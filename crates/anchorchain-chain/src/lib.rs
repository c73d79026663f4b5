//! Chain management for the anchorchain ledger.
//!
//! This crate provides:
//! - [`ChainManager`]: genesis, sealing passes, proof and status reads
//! - [`Ledger`]: a shareable handle running every operation in an exclusive
//!   scope keyed by store identity
//! - [`LockRegistry`]: the table of those scopes
//! - [`workflow::anchor_verification`]: the non-fatal entry point used by
//!   code verification
//!
//! ```no_run
//! use anchorchain_chain::{Ledger, LedgerConfig};
//! use anchorchain_store::MemoryStore;
//!
//! let ledger = Ledger::new(MemoryStore::new(), LedgerConfig::default());
//! let status = ledger.status_summary()?;
//! println!("{} activations", status.total_activations);
//! # Ok::<(), anchorchain_chain::ChainError>(())
//! ```

#![deny(missing_docs)]

/// Time sources.
pub mod clock;
/// Ledger configuration.
pub mod config;
/// Error types for chain operations.
pub mod errors;
/// Exclusive scopes keyed by store identity.
pub mod guard;
/// Ledger handle.
pub mod ledger;
/// Chain manager.
pub mod manager;
/// Event proofs.
pub mod proof;
/// Status summaries.
pub mod status;
/// Verification workflow entry point.
pub mod workflow;

pub use clock::{Clock, FixedClock, SystemClock};
pub use config::{LedgerConfig, DEFAULT_GENESIS_TIMESTAMP};
pub use errors::ChainError;
pub use guard::{LedgerLock, LockRegistry};
pub use ledger::Ledger;
pub use manager::ChainManager;
pub use proof::{EventProof, ProofAnchor};
pub use status::{StatusSummary, NO_ANCHOR_YET, NO_MERKLE_ROOT};
use thiserror::Error;

/// Errors that can occur during journal operations.
#[derive(Error, Debug)]
pub enum JournalError {
    /// I/O error during read or write.
    #[error("I/O error: {0}")]
    Io(#[from] std::io::Error),
    /// Invalid file header (magic, version, flags or reserved bytes).
    #[error("invalid journal header: {0}")]
    InvalidHeader(String),
    /// Invalid frame structure.
    #[error("invalid frame at offset {offset}: {reason}")]
    InvalidFrame {
        /// Byte offset where the frame starts.
        offset: u64,
        /// Reason for invalidity.
        reason: String,
    },
    /// Payload exceeds the maximum frame size.
    #[error("payload size {size} exceeds maximum {max}")]
    PayloadTooLarge {
        /// Actual payload size.
        size: usize,
        /// Maximum allowed size.
        max: u32,
    },
    /// A block payload is not valid block JSON.
    #[error("invalid block payload at offset {offset}: {source}")]
    InvalidBlock {
        /// Byte offset of the frame payload.
        offset: u64,
        /// Decoding error.
        #[source]
        source: serde_json::Error,
    },
    /// Block serialization failed.
    #[error("block serialization failed: {0}")]
    Serialize(#[from] serde_json::Error),
    /// The file has data but is too short to hold a header.
    #[error("file is not empty but has no journal header")]
    FileNotEmpty,
    /// Truncated frame detected in strict mode.
    #[error("truncated frame at offset {offset}")]
    TruncatedFrame {
        /// Byte offset where truncation occurred.
        offset: u64,
    },
    /// An earlier append failed and could not be rolled back.
    #[error("journal has an unrepaired partial frame at offset {offset}")]
    TornAppend {
        /// Byte offset where the partial frame starts.
        offset: u64,
    },
}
##############################
Each of the records above is to be copied exactly.

filename crates/anchorchain-chain/src/lib.rs
repository c73d79026663f4b5
//! Chain management for the anchorchain ledger.
//!
//! This crate provides:
//! - [`ChainManager`]: genesis, sealing passes, proof and status reads
//! - [`Ledger`]: a shareable handle running every operation in an exclusive
//!   scope keyed by store identity
//! - [`LockRegistry`]: the table of those scopes
//! - [`workflow::anchor_verification`]: the non-fatal entry point used by
//!   code verification
//!
//! ```no_run
//! use anchorchain_chain::{Ledger, LedgerConfig};
//! use anchorchain_store::MemoryStore;
//!
//! let ledger = Ledger::new(MemoryStore::new(), LedgerConfig::default());
//! let status = ledger.status_summary()?;
//! println!("{} activations", status.total_activations);
//! # Ok::<(), anchorchain_chain::ChainError>(())
//! ```

#![deny(missing_docs)]

/// Time sources.
pub mod clock;
/// Ledger configuration.
pub mod config;
/// Error types for chain operations.
pub mod errors;
/// Exclusive scopes keyed by store identity.
pub mod guard;
/// Ledger handle.
pub mod ledger;
/// Chain manager.
pub mod manager;
/// Event proofs.
pub mod proof;
/// Status summaries.
pub mod status;
/// Verification workflow entry point.
pub mod workflow;

pub use clock::{Clock, FixedClock, SystemClock};
pub use config::{LedgerConfig, DEFAULT_GENESIS_TIMESTAMP};
pub use errors::ChainError;
pub use guard::{LedgerLock, LockRegistry};
pub use ledger::Ledger;
pub use manager::ChainManager;
pub use proof::{EventProof, ProofAnchor};
pub use status::{StatusSummary, NO_ANCHOR_YET, NO_MERKLE_ROOT};
use thiserror::Error;

/// Errors that can occur during journal operations.
#[derive(Error, Debug)]
pub enum JournalError {
    /// I/O error during read or write.
    #[error("I/O error: {0}")]
    Io(#[from] std::io::Error),
    /// Invalid file header (magic, version, flags or reserved bytes).
    #[error("invalid journal header: {0}")]
    InvalidHeader(String),
    /// Invalid frame structure.
    #[error("invalid frame at offset {offset}: {reason}")]
    InvalidFrame {
        /// Byte offset where the frame starts.
        offset: u64,
        /// Reason for invalidity.
        reason: String,
    },
    /// Payload exceeds the maximum frame size.
    #[error("payload size {size} exceeds maximum {max}")]
    PayloadTooLarge {
        /// Actual payload size.
        size: usize,
        /// Maximum allowed size.
        max: u32,
    },
    /// A block payload is not valid block JSON.
    #[error("invalid block payload at offset {offset}: {source}")]
    InvalidBlock {
        /// Byte offset of the frame payload.
        offset: u64,
        /// Decoding error.
        #[source]
        source: serde_json::Error,
    },
    /// Block serialization failed.
    #[error("block serialization failed: {0}")]
    Serialize(#[from] serde_json::Error),
    /// The file has data but is too short to hold a header.
    #[error("file is not empty but has no journal header")]
    FileNotEmpty,
    /// Truncated frame detected in strict mode.
    #[error("truncated frame at offset {offset}")]
    TruncatedFrame {
        /// Byte offset where truncation occurred.
        offset: u64,
    },
    /// An earlier append failed and could not be rolled back.
    #[error("journal has an unrepaired partial frame at offset {offset}")]
    TornAppend {
        /// Byte offset where the partial frame starts.
        offset: u64,
    },
}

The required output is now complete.